Deformable Optical Interconnect Light Guide
Original Publication Date: 2001-May-21
Included in the Prior Art Database: 2001-May-21
James K. Gehrke: AUTHOR [+3]
AbstractDeformable Optical Interconnect Light Guide
DEFORMABLE OPTICAL INTERCONNECT LIGHT GUIDE
By James K. Gehrke Daniel R. Schroeder Robert R. Kornowski
Others have previously described the use of a notched light guide to communicate between cards in a card cage. Emitters and receptors would be contained within each plug-in card, and would be coupled to an external light guide to allow the cards to transmit and receive modulated light to and from other cards. The issues with the use of a notched light guide are:
1) The notches that support optical coupling to the light guide must be placed at specific locations along the pipe. This limits the future flexibility of card size and location along the pipe. 2) The fixed position of the notches forces tight mechanical tolerancing to optimally couple the optical devices in the plug-in cards to the light guide. 3) There is potential for dirt or moisture to get trapped between the light guide and the optical devices in the card, reducing the light coupling to inadequate levels.
This publication describes how the use of a deformable optical light guide would help resolve these problems.
Principle of Operation
It is proposed to use a flexible, deformable light guide, possibly of an elastomeric material, although other materials may be suitable. During insertion of the plug-in card, the light guide is displaced in some manner, with the displacement providing optical coupling between the optical emitters/receptors and the light guide. After insertion, there is intimate contact between the emitters/receptors and the light guide. Several different methods are proposed in the attachment, each addressing some or all of the issues listed above.

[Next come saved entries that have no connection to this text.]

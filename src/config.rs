//! Loads and saves the per-repository `.gitalong.json` document.
use crate::error::GitalongError;
use serde::{Deserialize, Serialize};
use std::collections::{BTreeSet, HashMap};
use std::path::Path;

pub const CONFIG_FILE_NAME: &str = ".gitalong.json";

fn default_modify_permissions() -> bool {
    true
}
fn default_track_uncommitted() -> bool {
    true
}
fn default_pull_threshold() -> u64 {
    5
}

/// The `.gitalong.json` document.
#[derive(Debug, Clone, Serialize, Deserialize)]
pub struct Config {
    pub store_url: String,
    #[serde(default)]
    pub store_headers: HashMap<String, String>,
    #[serde(default = "default_modify_permissions")]
    pub modify_permissions: bool,
    #[serde(default)]
    pub tracked_extensions: Vec<String>,
    #[serde(default = "default_track_uncommitted")]
    pub track_uncommitted: bool,
    #[serde(default = "default_pull_threshold")]
    pub pull_threshold: u64,
}

impl Config {
    pub fn new(store_url: String) -> Config {
        Config {
            store_url,
            store_headers: HashMap::new(),
            modify_permissions: default_modify_permissions(),
            tracked_extensions: Vec::new(),
            track_uncommitted: default_track_uncommitted(),
            pull_threshold: default_pull_threshold(),
        }
    }

    pub fn tracked_extensions_set(&self) -> BTreeSet<String> {
        self.tracked_extensions.iter().cloned().collect()
    }

    fn validate(&self) -> Result<(), GitalongError> {
        if self.store_url.trim().is_empty() {
            return Err(GitalongError::InvalidConfig("store_url".to_string()));
        }
        let looks_like_json_endpoint = self.store_url.starts_with("https://") || self.store_url.starts_with("http://");
        let looks_like_git_remote = self.store_url.ends_with(".git")
            || self.store_url.starts_with("git@")
            || self.store_url.starts_with("ssh://")
            || self.store_url.starts_with("git://")
            || self.store_url.starts_with('/')
            || self.store_url.starts_with('.');
        if !looks_like_json_endpoint && !looks_like_git_remote {
            return Err(GitalongError::InvalidConfig("store_url".to_string()));
        }
        Ok(())
    }

    fn path(repo_root: &Path) -> std::path::PathBuf {
        repo_root.join(CONFIG_FILE_NAME)
    }

    /// Loads `.gitalong.json` from `repo_root`. Returns [`GitalongError::NotSetUp`]
    /// if the file does not exist.
    pub fn load(repo_root: &Path) -> Result<Config, GitalongError> {
        let path = Self::path(repo_root);
        if !path.exists() {
            return Err(GitalongError::NotSetUp);
        }
        let contents = std::fs::read_to_string(&path)?;
        let config: Config = serde_json::from_str(&contents)
            .map_err(|e| GitalongError::InvalidConfig(e.to_string()))?;
        config.validate()?;
        Ok(config)
    }

    /// Writes `.gitalong.json` to `repo_root`. Returns
    /// [`GitalongError::AlreadySetUp`] if one already exists.
    pub fn save(&self, repo_root: &Path) -> Result<(), GitalongError> {
        self.validate()?;
        let path = Self::path(repo_root);
        if path.exists() {
            return Err(GitalongError::AlreadySetUp);
        }
        let json = serde_json::to_string_pretty(self)
            .map_err(|e| GitalongError::InvalidConfig(e.to_string()))?;
        std::fs::write(&path, json)?;
        Ok(())
    }
}

#[cfg(test)]
mod tests {
    use super::*;

    #[test]
    fn defaults_match_spec() {
        let cfg = Config::new("https://example.com/store.json".into());
        assert!(cfg.modify_permissions);
        assert!(cfg.track_uncommitted);
        assert_eq!(cfg.pull_threshold, 5);
        assert!(cfg.tracked_extensions.is_empty());
    }

    #[test]
    fn rejects_nonsense_store_url() {
        let cfg = Config::new("not-a-url-at-all".into());
        assert!(matches!(cfg.validate(), Err(GitalongError::InvalidConfig(_))));
    }

    #[test]
    fn load_missing_file_is_not_set_up() {
        let dir = tempfile::tempdir().unwrap();
        assert!(matches!(Config::load(dir.path()), Err(GitalongError::NotSetUp)));
    }

    #[test]
    fn save_then_load_roundtrips() {
        let dir = tempfile::tempdir().unwrap();
        let cfg = Config::new("git@example.com:team/store.git".into());
        cfg.save(dir.path()).unwrap();
        let loaded = Config::load(dir.path()).unwrap();
        assert_eq!(loaded.store_url, cfg.store_url);

        assert!(matches!(cfg.save(dir.path()), Err(GitalongError::AlreadySetUp)));
    }
}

Because the light guide can be displaced by the emitters/receptors anywhere along its length, mounting flexibility is supported and mechanical tolerancing issues are minimized. Because the displacement process produces intimate contact between the light guide and emitters/receptors, degradation due to foreign material in the optical path is minimized.
Method 1 – Optical device directly displaces the light guide
When the card is inserted into the card cage, the emitter/receptor deforms the light guide and allows light to be transmitted or received in the lightpipe. This method effectively solves all three of the previously noted issues. The light guide material must be readily deformable and retain that property for the life of the product. If the refractive index of the light guide is higher than that of the emitter/receptor, the light will more effectively be bent in a direction parallel to the axis of the light guide. It may be necessary to paint or in some way coat the side of the light guide opposite the emitter/receptor to aid in capturing the emitted light within the light guide. For example, the support member shown above the light guide could be painted white.
A spherical shape is shown for the emitter/receptor. Other shapes, for example a c...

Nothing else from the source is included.